Department of Pathology and Laboratory Medicine, University of Pennsylvania, Philadelphia, PA 19104, USA.
iScience. 2025 Aug 5;28(9):113258. doi: 10.1016/j.isci.2025.113258. eCollection 2025 Sep 19.
Previous genetic studies in Autism Spectrum Disorder (ASD) identified hundreds of high-confidence ASD genes enriched with likely deleterious protein-coding mutations (DNMs). Multiple studies also demonstrated that DNMs in the non-coding genome can contribute to ASD risk. However, the identification of individual risk genes enriched with noncoding DNMs has remained largely unexplored. We analyzed two datasets with over 5000 ASD families to assess the contribution of noncoding DNMs. We used two methods to assess statistical significance for noncoding DNMs: a point-based test that analyzes sites that are likely functional, and a segment-based test that analyzes 1 kb genomic segments with segment-specific background mutation rates. We found that coding and noncoding DNMs in are associated with ASD risk. Further application of these approaches on large-scale whole genome sequencing data will help identify additional candidate ASD risk genes.

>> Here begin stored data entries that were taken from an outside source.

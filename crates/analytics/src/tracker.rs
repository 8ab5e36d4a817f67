use crate::error::AnalyticsError;
use chrono::{DateTime, Utc};
use core_types::Address;
use events::{LedgerEvent, LedgerEventKind};
use rust_decimal::Decimal;
use serde::{Deserialize, Serialize};
use std::collections::{BTreeMap, HashMap};

/// The default reporting period, one day.
pub const DEFAULT_RECORD_PERIOD_SECS: i64 = 86_400;

/// One period's deposit and withdraw sums for a tracked scope.
///
/// `bucket_start` is the floor-aligned unix timestamp (seconds) that opens
/// the period. An event landing exactly on a period boundary is counted in
/// the bucket that starts at that instant.
#[derive(Debug, Clone, Copy, PartialEq, Serialize, Deserialize)]
pub struct TimeBucket {
    pub bucket_start: i64,
    pub deposit: Decimal,
    pub withdraw: Decimal,
}

#[derive(Debug, Clone, Copy, Default)]
struct Sums {
    deposit: Decimal,
    withdraw: Decimal,
}

/// Scope key for a user-directed row: `(strategy, user, token)`.
type UserKey = (Address, Address, Address);
/// Scope key for a manager-level aggregate: `(strategy, token)`.
type ManagerKey = (Address, Address);

/// The time-bucketed log of balance movements.
///
/// Fed by `LedgerEvent`s, it maintains one row per distinct
/// `(strategy, user, token, bucket_start)` plus a manager-level aggregate
/// across all users of the same strategy and token. Buckets are append-only
/// and never deleted.
#[derive(Debug, Clone)]
pub struct BalanceTracker {
    period_secs: i64,
    user_rows: HashMap<UserKey, BTreeMap<i64, Sums>>,
    manager_rows: HashMap<ManagerKey, BTreeMap<i64, Sums>>,
}

impl BalanceTracker {
    /// Creates a tracker with the given record period in seconds.
    pub fn new(period_secs: i64) -> Result<Self, AnalyticsError> {
        if period_secs <= 0 {
            return Err(AnalyticsError::InvalidRecordPeriod(period_secs));
        }
        Ok(Self {
            period_secs,
            user_rows: HashMap::new(),
            manager_rows: HashMap::new(),
        })
    }

    /// Creates a tracker with the default one-day period.
    pub fn with_default_period() -> Self {
        Self::new(DEFAULT_RECORD_PERIOD_SECS).expect("default period is positive")
    }

    pub fn record_period_secs(&self) -> i64 {
        self.period_secs
    }

    /// Floor-aligns a timestamp to the start of its bucket.
    fn bucket_start(&self, at: DateTime<Utc>) -> i64 {
        let ts = at.timestamp();
        ts - ts.rem_euclid(self.period_secs)
    }

    /// Folds one ledger event into the user row and the manager aggregate.
    pub fn record(&mut self, event: &LedgerEvent) {
        let bucket = self.bucket_start(event.timestamp);
        tracing::debug!(
            strategy = %event.strategy,
            user = %event.user,
            token = %event.token,
            bucket,
            "recording {:?} of {}",
            event.kind,
            event.amount
        );

        let user_sums = self
            .user_rows
            .entry((event.strategy, event.user, event.token))
            .or_default()
            .entry(bucket)
            .or_default();
        apply(user_sums, event.kind, event.amount);

        let manager_sums = self
            .manager_rows
            .entry((event.strategy, event.token))
            .or_default()
            .entry(bucket)
            .or_default();
        apply(manager_sums, event.kind, event.amount);
    }

    /// Buckets for one user's movements through a strategy, ascending by
    /// `bucket_start`, restricted to `bucket_start ∈ [from, to]`.
    ///
    /// An empty or inverted range yields an empty vector, not an error.
    pub fn user_balances(
        &self,
        strategy: &Address,
        user: &Address,
        token: &Address,
        from: DateTime<Utc>,
        to: DateTime<Utc>,
    ) -> Vec<TimeBucket> {
        collect_range(
            self.user_rows.get(&(*strategy, *user, *token)),
            from.timestamp(),
            to.timestamp(),
        )
    }

    /// Buckets aggregated across all users of a strategy and token.
    pub fn manager_balances(
        &self,
        strategy: &Address,
        token: &Address,
        from: DateTime<Utc>,
        to: DateTime<Utc>,
    ) -> Vec<TimeBucket> {
        collect_range(
            self.manager_rows.get(&(*strategy, *token)),
            from.timestamp(),
            to.timestamp(),
        )
    }
}

fn apply(sums: &mut Sums, kind: LedgerEventKind, amount: Decimal) {
    match kind {
        LedgerEventKind::Deposit => sums.deposit += amount,
        LedgerEventKind::Withdraw => sums.withdraw += amount,
    }
}

fn collect_range(rows: Option<&BTreeMap<i64, Sums>>, from: i64, to: i64) -> Vec<TimeBucket> {
    let Some(rows) = rows else {
        return Vec::new();
    };
    if from > to {
        return Vec::new();
    }
    rows.range(from..=to)
        .map(|(bucket_start, sums)| TimeBucket {
            bucket_start: *bucket_start,
            deposit: sums.deposit,
            withdraw: sums.withdraw,
        })
        .collect()
}

#[cfg(test)]
mod tests {
    use super::*;
    use rust_decimal_macros::dec;

    const PERIOD: i64 = 1_000;

    fn addr(n: u8) -> Address {
        let mut bytes = [0u8; 20];
        bytes[19] = n;
        Address::new(bytes)
    }

    fn at(ts: i64) -> DateTime<Utc> {
        DateTime::from_timestamp(ts, 0).unwrap()
    }

    fn event(kind: LedgerEventKind, amount: Decimal, ts: i64, user: Address) -> LedgerEvent {
        LedgerEvent {
            timestamp: at(ts),
            token: addr(1),
            strategy: addr(2),
            user,
            kind,
            amount,
        }
    }

    fn tracker() -> BalanceTracker {
        BalanceTracker::new(PERIOD).unwrap()
    }

    #[test]
    fn rejects_non_positive_period() {
        assert!(BalanceTracker::new(0).is_err());
        assert!(BalanceTracker::new(-60).is_err());
    }

    #[test]
    fn events_within_one_period_share_a_bucket() {
        let mut t = tracker();
        let user = addr(3);
        t.record(&event(LedgerEventKind::Deposit, dec!(1000), 2_100, user));
        t.record(&event(LedgerEventKind::Deposit, dec!(1000), 2_900, user));
        t.record(&event(LedgerEventKind::Withdraw, dec!(300), 2_500, user));

        let buckets = t.user_balances(&addr(2), &user, &addr(1), at(0), at(10_000));
        assert_eq!(buckets.len(), 1);
        assert_eq!(buckets[0].bucket_start, 2_000);
        assert_eq!(buckets[0].deposit, dec!(2000));
        assert_eq!(buckets[0].withdraw, dec!(300));
    }

    #[test]
    fn boundary_event_opens_the_new_bucket() {
        let mut t = tracker();
        let user = addr(3);
        // One second before the boundary, exactly on it, and one after.
        t.record(&event(LedgerEventKind::Deposit, dec!(1), 1_999, user));
        t.record(&event(LedgerEventKind::Deposit, dec!(2), 2_000, user));
        t.record(&event(LedgerEventKind::Deposit, dec!(4), 2_001, user));

        let buckets = t.user_balances(&addr(2), &user, &addr(1), at(0), at(10_000));
        assert_eq!(buckets.len(), 2);
        assert_eq!(buckets[0].bucket_start, 1_000);
        assert_eq!(buckets[0].deposit, dec!(1));
        assert_eq!(buckets[1].bucket_start, 2_000);
        assert_eq!(buckets[1].deposit, dec!(6));
    }

    #[test]
    fn query_range_is_inclusive_and_ascending() {
        let mut t = tracker();
        let user = addr(3);
        for ts in [500, 1_500, 2_500, 3_500] {
            t.record(&event(LedgerEventKind::Deposit, dec!(10), ts, user));
        }

        // [1_000, 3_000] keeps the buckets starting at 1_000, 2_000, 3_000.
        let buckets = t.user_balances(&addr(2), &user, &addr(1), at(1_000), at(3_000));
        let starts: Vec<i64> = buckets.iter().map(|b| b.bucket_start).collect();
        assert_eq!(starts, vec![1_000, 2_000, 3_000]);
    }

    #[test]
    fn inverted_or_empty_range_yields_empty_sequence() {
        let mut t = tracker();
        let user = addr(3);
        t.record(&event(LedgerEventKind::Deposit, dec!(10), 1_500, user));

        assert!(t
            .user_balances(&addr(2), &user, &addr(1), at(3_000), at(2_000))
            .is_empty());
        assert!(t
            .user_balances(&addr(2), &user, &addr(1), at(5_000), at(9_000))
            .is_empty());
        // Unknown scope entirely.
        assert!(t
            .user_balances(&addr(7), &user, &addr(1), at(0), at(10_000))
            .is_empty());
    }

    #[test]
    fn manager_row_aggregates_across_users() {
        let mut t = tracker();
        t.record(&event(LedgerEventKind::Deposit, dec!(1000), 2_100, addr(3)));
        t.record(&event(LedgerEventKind::Deposit, dec!(500), 2_200, addr(4)));
        t.record(&event(LedgerEventKind::Withdraw, dec!(200), 2_300, addr(4)));

        let manager = t.manager_balances(&addr(2), &addr(1), at(0), at(10_000));
        assert_eq!(manager.len(), 1);
        assert_eq!(manager[0].deposit, dec!(1500));
        assert_eq!(manager[0].withdraw, dec!(200));

        // The per-user rows stay separate.
        let u1 = t.user_balances(&addr(2), &addr(3), &addr(1), at(0), at(10_000));
        assert_eq!(u1[0].deposit, dec!(1000));
        assert_eq!(u1[0].withdraw, Decimal::ZERO);
    }

    #[test]
    fn tokens_are_tracked_independently() {
        let mut t = tracker();
        let user = addr(3);
        let mut other_token = event(LedgerEventKind::Deposit, dec!(77), 2_100, user);
        other_token.token = addr(8);
        t.record(&event(LedgerEventKind::Deposit, dec!(10), 2_100, user));
        t.record(&other_token);

        let buckets = t.user_balances(&addr(2), &user, &addr(1), at(0), at(10_000));
        assert_eq!(buckets.len(), 1);
        assert_eq!(buckets[0].deposit, dec!(10));
    }
}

先前针对自闭症谱系障碍(ASD)的基因研究确定了数百个高可信度的ASD基因,这些基因富含可能有害的蛋白质编码突变(DNM)。多项研究还表明,非编码基因组中的DNM可能会增加患ASD的风险。然而,富含非编码DNM的个体风险基因的鉴定在很大程度上仍未得到探索。我们分析了两个包含5000多个ASD家庭的数据集,以评估非编码DNM的作用。我们使用两种方法来评估非编码DNM的统计显著性:一种基于位点的测试,分析可能具有功能的位点;另一种基于片段的测试,分析具有片段特异性背景突变率的1kb基因组片段。我们发现,编码和非编码DNM都与ASD风险相关。将这些方法进一步应用于大规模全基因组测序数据,将有助于识别更多的ASD风险候选基因。